#### Exercise goal
When the word "interest" appears in a line of the data below, list that line.

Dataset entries
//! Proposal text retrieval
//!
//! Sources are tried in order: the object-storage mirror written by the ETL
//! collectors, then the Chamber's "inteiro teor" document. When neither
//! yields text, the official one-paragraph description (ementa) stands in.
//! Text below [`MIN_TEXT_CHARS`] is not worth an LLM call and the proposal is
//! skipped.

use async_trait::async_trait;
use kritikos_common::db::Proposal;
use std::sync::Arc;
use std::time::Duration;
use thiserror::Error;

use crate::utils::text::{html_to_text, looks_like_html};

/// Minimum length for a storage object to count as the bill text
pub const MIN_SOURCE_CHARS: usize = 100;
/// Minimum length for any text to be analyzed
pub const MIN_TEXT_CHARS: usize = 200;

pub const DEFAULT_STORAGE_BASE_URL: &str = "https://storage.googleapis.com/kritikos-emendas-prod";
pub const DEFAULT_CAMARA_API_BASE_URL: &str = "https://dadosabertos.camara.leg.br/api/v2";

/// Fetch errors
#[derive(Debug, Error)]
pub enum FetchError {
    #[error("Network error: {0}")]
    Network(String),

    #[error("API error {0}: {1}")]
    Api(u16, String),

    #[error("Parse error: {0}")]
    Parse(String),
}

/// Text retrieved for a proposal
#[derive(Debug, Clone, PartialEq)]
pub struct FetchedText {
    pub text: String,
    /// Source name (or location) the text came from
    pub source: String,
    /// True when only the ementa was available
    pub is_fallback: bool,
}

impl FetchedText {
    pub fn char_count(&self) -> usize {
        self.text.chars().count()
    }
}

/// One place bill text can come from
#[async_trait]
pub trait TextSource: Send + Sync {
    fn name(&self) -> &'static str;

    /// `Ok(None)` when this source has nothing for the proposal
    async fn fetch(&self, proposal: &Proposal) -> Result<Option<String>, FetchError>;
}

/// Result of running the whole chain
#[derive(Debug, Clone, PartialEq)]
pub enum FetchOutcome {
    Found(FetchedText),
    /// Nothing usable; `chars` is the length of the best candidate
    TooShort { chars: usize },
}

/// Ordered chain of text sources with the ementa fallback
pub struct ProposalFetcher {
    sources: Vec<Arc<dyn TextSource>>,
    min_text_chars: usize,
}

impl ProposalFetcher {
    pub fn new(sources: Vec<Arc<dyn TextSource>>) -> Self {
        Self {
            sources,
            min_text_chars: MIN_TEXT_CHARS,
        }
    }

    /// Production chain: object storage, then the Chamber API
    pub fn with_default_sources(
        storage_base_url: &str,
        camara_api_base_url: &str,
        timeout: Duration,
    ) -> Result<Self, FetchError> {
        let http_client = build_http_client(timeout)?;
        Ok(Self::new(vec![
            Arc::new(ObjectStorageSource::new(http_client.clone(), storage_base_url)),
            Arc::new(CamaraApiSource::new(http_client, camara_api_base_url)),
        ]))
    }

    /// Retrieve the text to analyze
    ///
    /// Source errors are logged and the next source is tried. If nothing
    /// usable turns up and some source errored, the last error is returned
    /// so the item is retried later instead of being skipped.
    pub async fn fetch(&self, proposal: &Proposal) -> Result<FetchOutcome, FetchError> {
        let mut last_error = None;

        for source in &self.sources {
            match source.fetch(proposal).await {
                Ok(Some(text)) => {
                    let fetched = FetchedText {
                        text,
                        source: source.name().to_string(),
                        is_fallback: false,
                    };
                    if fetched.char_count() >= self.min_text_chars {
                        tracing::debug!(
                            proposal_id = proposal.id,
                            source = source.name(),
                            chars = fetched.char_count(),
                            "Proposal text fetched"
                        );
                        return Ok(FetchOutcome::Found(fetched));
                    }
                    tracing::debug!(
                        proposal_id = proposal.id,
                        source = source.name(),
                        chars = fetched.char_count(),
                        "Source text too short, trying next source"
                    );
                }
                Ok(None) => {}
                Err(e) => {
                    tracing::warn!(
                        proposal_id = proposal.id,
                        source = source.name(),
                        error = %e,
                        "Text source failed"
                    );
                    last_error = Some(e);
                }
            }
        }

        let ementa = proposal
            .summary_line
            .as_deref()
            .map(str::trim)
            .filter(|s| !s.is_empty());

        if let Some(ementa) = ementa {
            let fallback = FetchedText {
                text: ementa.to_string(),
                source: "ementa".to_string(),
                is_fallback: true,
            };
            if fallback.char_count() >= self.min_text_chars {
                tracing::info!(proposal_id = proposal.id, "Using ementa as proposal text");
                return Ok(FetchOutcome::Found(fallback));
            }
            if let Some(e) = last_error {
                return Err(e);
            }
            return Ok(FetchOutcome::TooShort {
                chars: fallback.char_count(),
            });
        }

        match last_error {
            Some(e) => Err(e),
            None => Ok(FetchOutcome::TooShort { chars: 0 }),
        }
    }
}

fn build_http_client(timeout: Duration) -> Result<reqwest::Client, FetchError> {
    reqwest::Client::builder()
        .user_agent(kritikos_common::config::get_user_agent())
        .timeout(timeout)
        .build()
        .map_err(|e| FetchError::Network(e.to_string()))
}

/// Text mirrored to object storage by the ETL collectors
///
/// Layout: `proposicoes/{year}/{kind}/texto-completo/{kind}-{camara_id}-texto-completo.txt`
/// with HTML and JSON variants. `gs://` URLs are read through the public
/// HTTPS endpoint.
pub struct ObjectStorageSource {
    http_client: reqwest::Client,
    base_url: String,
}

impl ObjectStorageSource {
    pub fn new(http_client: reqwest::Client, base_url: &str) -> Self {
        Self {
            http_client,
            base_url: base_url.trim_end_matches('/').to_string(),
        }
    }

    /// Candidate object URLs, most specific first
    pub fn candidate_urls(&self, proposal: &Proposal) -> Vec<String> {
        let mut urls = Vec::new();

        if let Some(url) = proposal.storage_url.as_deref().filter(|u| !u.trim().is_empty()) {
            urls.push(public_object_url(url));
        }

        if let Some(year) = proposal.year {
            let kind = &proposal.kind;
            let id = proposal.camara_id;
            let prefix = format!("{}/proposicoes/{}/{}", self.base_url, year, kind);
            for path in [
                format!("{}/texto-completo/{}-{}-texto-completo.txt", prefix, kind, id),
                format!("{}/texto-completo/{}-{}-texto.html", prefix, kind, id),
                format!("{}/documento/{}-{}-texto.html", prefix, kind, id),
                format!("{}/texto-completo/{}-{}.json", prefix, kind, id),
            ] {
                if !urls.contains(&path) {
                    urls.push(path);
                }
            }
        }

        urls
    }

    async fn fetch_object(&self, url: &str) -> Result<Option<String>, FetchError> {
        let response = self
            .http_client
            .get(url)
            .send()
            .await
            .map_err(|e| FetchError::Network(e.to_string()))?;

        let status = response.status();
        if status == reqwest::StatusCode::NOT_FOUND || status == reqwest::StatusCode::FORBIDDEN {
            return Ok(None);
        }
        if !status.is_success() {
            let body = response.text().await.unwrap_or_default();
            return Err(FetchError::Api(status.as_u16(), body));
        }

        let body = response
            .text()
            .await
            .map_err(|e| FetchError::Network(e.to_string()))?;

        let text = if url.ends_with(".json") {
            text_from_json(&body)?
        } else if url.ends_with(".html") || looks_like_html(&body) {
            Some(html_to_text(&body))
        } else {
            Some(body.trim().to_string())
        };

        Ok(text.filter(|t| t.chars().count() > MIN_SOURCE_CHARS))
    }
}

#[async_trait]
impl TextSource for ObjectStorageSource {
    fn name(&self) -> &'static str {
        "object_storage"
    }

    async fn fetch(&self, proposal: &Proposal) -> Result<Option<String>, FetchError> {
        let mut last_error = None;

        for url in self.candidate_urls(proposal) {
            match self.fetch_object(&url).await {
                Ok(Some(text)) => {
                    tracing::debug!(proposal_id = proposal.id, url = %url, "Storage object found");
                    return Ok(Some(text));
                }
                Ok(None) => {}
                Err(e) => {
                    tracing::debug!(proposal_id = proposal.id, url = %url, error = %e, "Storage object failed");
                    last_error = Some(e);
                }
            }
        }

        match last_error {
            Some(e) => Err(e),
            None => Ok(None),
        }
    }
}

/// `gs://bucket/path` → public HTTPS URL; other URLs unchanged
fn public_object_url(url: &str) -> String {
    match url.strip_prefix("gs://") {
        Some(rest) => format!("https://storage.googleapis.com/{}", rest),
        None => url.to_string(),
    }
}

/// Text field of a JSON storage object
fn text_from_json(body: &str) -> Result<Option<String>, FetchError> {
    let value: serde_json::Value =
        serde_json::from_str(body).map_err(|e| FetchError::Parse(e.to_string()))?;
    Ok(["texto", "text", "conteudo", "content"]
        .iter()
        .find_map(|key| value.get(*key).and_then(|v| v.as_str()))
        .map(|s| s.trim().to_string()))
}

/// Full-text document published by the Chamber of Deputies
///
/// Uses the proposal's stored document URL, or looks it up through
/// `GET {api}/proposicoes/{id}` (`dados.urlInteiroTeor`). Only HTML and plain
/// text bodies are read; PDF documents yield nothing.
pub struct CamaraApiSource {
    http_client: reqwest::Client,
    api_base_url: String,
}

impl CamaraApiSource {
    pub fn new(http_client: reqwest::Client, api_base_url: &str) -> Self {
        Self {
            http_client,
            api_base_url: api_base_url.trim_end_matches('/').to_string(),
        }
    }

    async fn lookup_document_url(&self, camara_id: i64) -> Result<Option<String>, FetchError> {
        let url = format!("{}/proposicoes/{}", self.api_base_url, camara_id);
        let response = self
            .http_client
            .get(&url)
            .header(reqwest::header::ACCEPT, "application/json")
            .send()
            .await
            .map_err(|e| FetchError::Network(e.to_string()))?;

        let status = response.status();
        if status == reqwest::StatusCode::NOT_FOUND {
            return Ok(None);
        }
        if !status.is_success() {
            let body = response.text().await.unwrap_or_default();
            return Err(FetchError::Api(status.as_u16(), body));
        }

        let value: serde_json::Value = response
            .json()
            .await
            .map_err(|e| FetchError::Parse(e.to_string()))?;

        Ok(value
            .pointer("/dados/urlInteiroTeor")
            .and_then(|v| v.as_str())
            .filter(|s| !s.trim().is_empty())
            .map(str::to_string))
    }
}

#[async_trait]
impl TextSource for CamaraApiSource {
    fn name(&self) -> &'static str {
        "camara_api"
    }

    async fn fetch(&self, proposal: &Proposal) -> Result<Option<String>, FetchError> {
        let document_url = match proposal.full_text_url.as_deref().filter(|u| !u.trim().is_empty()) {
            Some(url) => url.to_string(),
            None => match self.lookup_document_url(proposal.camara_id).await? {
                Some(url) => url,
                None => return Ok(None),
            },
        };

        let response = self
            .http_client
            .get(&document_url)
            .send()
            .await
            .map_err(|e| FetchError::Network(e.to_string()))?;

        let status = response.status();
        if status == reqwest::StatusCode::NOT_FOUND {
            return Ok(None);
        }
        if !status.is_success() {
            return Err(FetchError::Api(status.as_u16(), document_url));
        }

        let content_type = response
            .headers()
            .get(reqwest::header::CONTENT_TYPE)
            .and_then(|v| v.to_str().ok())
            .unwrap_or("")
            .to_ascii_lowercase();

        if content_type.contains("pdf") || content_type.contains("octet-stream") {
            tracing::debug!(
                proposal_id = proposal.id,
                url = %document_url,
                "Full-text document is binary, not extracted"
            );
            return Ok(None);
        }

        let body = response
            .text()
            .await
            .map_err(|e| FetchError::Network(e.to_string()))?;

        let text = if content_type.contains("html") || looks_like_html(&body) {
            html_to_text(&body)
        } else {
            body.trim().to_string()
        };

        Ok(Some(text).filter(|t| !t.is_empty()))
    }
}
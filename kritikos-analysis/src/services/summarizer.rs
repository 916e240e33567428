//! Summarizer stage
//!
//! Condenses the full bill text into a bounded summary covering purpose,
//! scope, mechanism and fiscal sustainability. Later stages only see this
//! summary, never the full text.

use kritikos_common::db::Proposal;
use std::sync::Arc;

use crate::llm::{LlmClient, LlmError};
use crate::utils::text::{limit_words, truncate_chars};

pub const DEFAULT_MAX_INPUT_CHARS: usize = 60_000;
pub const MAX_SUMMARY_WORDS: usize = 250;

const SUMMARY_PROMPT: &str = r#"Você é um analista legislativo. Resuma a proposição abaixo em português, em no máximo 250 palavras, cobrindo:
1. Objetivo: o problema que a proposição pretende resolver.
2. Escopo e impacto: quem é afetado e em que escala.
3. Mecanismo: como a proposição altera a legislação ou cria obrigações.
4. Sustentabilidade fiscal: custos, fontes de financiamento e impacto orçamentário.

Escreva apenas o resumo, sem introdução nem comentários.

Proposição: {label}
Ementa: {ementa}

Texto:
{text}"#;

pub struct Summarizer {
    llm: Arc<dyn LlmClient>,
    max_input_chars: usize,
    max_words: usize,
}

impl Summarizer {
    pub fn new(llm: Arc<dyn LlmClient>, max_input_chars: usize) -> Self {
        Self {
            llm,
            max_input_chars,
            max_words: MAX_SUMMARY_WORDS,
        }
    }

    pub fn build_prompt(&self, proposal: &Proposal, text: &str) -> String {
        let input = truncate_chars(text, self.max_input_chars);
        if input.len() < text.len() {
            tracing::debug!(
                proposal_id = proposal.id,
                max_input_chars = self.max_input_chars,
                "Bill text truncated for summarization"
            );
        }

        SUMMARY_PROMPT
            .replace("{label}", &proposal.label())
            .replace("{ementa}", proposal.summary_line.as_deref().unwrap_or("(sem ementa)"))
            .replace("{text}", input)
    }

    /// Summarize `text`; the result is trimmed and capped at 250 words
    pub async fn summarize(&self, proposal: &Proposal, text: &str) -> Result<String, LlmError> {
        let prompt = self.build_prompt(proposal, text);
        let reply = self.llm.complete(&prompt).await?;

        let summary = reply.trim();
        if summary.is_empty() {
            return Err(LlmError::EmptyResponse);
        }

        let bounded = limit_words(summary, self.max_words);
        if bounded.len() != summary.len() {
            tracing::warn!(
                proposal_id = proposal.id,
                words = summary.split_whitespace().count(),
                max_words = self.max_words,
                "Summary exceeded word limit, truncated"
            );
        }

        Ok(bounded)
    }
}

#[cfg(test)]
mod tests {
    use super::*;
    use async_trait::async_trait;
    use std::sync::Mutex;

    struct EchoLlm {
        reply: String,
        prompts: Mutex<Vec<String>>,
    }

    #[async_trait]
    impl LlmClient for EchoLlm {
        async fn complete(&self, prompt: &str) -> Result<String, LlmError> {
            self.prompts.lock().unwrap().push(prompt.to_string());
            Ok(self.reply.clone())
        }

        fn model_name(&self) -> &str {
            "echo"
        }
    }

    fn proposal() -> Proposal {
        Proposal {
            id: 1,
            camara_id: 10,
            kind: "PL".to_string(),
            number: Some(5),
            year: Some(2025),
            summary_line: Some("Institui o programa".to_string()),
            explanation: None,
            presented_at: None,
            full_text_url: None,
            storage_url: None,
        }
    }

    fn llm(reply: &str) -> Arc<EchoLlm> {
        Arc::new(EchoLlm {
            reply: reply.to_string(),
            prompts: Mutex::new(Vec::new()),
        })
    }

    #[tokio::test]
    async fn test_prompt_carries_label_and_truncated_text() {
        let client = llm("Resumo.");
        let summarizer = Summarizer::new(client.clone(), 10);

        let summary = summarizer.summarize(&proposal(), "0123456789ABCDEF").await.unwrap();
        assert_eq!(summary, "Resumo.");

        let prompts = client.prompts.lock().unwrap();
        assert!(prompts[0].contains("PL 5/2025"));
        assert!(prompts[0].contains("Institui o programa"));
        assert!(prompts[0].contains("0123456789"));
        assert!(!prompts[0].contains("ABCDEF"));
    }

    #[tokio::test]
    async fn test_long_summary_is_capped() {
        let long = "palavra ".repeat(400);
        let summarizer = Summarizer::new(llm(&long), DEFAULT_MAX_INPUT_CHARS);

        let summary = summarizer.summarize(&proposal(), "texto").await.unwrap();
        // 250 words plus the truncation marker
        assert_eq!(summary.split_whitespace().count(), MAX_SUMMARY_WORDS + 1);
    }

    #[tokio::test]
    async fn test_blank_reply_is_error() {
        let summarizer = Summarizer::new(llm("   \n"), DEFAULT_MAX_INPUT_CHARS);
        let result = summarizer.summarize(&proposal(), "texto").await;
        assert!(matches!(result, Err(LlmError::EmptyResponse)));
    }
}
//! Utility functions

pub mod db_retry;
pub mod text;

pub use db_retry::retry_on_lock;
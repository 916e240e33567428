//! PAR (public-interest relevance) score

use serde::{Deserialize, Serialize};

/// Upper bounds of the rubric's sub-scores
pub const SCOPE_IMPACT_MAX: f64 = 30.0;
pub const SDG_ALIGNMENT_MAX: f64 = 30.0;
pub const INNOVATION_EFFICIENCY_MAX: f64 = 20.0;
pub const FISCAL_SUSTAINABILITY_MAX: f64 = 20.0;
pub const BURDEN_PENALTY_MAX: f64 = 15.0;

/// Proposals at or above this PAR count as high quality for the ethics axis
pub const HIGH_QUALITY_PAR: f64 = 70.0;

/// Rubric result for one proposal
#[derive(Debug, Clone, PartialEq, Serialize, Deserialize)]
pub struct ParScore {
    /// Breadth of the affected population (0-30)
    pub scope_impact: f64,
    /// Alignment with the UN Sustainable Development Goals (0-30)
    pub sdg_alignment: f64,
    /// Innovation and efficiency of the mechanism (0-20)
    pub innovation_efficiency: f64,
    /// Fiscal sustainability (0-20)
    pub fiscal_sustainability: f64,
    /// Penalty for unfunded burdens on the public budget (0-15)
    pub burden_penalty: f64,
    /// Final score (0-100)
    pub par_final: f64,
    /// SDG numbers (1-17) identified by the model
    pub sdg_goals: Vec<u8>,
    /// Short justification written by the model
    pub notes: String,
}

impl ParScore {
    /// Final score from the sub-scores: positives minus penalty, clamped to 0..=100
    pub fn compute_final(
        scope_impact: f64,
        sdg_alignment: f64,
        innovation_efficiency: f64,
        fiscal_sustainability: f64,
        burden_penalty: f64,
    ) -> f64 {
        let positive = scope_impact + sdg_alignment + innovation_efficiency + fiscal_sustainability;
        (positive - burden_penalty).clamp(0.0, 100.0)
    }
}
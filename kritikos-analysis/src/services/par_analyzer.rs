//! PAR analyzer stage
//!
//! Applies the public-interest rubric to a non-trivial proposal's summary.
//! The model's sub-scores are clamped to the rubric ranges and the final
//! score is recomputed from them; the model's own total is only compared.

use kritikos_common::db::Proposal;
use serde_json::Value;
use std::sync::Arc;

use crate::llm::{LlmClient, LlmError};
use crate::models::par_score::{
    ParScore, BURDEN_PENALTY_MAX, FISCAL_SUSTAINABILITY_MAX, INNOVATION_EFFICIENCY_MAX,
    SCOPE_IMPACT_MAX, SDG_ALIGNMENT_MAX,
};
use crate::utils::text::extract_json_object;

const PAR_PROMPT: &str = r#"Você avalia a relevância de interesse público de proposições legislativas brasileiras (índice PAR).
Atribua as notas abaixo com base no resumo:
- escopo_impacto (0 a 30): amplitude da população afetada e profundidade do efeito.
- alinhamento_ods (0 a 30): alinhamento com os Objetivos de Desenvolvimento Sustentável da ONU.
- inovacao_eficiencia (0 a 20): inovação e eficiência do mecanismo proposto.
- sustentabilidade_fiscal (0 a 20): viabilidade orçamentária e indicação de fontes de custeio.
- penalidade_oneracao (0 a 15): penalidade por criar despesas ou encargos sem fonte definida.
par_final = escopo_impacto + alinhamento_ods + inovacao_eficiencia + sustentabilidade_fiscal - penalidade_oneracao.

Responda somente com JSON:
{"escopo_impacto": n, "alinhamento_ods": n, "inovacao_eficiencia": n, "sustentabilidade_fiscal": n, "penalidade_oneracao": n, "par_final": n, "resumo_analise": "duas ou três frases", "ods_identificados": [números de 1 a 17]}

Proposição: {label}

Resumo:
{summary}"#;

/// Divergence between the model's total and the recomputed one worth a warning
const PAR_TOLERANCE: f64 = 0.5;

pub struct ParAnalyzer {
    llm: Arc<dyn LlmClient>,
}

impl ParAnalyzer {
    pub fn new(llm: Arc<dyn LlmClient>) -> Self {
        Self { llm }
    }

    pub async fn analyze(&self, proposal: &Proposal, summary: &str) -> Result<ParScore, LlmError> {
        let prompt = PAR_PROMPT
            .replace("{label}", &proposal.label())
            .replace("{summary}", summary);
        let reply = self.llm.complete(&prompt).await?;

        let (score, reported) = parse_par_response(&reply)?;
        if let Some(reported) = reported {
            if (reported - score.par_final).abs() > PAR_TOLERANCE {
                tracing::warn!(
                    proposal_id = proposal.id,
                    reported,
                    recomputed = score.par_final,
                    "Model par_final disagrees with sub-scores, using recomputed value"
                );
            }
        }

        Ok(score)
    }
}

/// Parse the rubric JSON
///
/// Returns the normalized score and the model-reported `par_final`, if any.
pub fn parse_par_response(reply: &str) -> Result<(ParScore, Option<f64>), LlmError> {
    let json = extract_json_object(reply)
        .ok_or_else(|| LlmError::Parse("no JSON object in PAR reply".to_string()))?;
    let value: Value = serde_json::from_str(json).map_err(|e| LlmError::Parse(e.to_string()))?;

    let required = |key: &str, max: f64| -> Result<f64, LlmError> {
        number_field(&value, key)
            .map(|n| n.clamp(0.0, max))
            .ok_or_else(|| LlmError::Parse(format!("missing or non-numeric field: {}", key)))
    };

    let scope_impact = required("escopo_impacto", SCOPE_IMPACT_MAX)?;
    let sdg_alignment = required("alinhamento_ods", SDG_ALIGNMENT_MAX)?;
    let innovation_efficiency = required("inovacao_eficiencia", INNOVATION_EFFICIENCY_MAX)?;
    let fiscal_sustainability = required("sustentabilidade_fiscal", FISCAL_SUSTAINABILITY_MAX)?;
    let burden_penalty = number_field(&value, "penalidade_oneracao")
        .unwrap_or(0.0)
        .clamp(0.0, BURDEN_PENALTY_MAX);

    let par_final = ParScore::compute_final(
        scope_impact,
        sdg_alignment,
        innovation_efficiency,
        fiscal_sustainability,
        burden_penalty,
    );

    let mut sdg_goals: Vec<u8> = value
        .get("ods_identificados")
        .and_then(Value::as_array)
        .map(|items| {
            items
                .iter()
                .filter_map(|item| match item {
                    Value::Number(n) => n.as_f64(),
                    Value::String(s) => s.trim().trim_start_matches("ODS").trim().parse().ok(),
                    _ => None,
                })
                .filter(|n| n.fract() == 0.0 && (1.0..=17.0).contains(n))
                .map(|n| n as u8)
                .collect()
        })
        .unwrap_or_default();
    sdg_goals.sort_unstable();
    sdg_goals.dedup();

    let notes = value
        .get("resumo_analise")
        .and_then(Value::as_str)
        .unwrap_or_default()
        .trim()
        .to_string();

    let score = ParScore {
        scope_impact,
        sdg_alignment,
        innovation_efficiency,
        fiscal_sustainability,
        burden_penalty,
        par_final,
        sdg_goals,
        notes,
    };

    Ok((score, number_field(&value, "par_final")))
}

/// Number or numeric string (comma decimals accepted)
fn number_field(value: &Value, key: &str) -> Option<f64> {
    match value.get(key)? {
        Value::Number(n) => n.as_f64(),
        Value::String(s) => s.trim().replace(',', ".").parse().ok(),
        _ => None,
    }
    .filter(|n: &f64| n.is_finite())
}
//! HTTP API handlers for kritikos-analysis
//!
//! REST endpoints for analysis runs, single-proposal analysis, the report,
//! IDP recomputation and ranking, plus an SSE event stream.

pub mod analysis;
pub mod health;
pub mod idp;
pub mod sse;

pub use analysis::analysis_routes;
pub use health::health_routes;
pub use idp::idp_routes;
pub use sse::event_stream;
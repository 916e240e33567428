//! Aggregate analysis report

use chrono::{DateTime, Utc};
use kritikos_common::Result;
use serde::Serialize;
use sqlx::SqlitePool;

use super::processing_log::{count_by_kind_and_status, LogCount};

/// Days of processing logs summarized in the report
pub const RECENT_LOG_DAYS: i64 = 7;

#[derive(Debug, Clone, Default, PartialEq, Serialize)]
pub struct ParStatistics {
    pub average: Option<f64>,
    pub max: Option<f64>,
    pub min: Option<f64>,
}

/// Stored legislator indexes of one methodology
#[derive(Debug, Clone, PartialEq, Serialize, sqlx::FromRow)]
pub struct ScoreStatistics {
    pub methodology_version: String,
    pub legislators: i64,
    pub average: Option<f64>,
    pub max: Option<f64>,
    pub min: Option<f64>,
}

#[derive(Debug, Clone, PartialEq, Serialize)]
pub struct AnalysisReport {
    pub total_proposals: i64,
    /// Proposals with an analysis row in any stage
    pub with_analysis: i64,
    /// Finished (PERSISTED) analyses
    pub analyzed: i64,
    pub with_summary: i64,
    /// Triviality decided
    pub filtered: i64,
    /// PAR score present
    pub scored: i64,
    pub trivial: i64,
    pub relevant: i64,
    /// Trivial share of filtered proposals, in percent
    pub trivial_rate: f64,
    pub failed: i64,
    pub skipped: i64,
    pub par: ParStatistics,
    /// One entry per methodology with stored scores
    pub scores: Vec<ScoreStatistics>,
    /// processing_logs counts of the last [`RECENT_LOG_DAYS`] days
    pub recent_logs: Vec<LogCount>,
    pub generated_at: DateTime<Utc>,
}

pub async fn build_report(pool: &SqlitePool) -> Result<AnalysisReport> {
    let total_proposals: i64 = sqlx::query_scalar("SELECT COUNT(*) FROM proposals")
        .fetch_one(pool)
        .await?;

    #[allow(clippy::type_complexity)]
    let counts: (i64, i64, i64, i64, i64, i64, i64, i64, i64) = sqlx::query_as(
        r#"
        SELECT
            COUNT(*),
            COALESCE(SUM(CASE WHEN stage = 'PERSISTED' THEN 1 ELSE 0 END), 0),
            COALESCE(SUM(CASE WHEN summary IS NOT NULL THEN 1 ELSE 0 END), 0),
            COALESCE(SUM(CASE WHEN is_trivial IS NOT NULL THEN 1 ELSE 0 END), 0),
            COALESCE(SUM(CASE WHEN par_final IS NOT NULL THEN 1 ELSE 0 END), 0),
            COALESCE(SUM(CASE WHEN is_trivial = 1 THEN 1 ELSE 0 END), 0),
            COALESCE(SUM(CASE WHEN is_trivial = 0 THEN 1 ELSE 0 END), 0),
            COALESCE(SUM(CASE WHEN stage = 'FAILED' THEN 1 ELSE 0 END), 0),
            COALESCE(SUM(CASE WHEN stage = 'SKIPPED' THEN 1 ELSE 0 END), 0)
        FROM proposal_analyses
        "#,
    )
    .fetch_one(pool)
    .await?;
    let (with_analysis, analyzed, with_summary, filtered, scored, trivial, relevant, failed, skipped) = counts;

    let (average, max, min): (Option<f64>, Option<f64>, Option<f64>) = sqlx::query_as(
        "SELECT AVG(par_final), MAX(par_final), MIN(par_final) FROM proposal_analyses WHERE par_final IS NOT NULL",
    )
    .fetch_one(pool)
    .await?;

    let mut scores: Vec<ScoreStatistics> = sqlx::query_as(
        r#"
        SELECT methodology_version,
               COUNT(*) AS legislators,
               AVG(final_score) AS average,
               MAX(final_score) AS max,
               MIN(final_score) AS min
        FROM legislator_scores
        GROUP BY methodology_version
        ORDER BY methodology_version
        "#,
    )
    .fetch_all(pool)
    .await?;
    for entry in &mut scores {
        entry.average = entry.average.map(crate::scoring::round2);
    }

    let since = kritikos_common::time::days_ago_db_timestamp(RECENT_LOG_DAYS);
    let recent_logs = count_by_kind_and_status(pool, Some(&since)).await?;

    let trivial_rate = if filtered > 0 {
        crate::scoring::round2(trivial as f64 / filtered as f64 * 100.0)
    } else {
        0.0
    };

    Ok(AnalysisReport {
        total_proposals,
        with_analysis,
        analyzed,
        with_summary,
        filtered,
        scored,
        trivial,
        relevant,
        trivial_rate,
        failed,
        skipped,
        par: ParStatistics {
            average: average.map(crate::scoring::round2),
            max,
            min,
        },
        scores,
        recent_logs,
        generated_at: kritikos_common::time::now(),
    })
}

#### Solution for this exercise
//! PAR (public-interest relevance) score
//! Applies the public-interest rubric to a non-trivial proposal's summary.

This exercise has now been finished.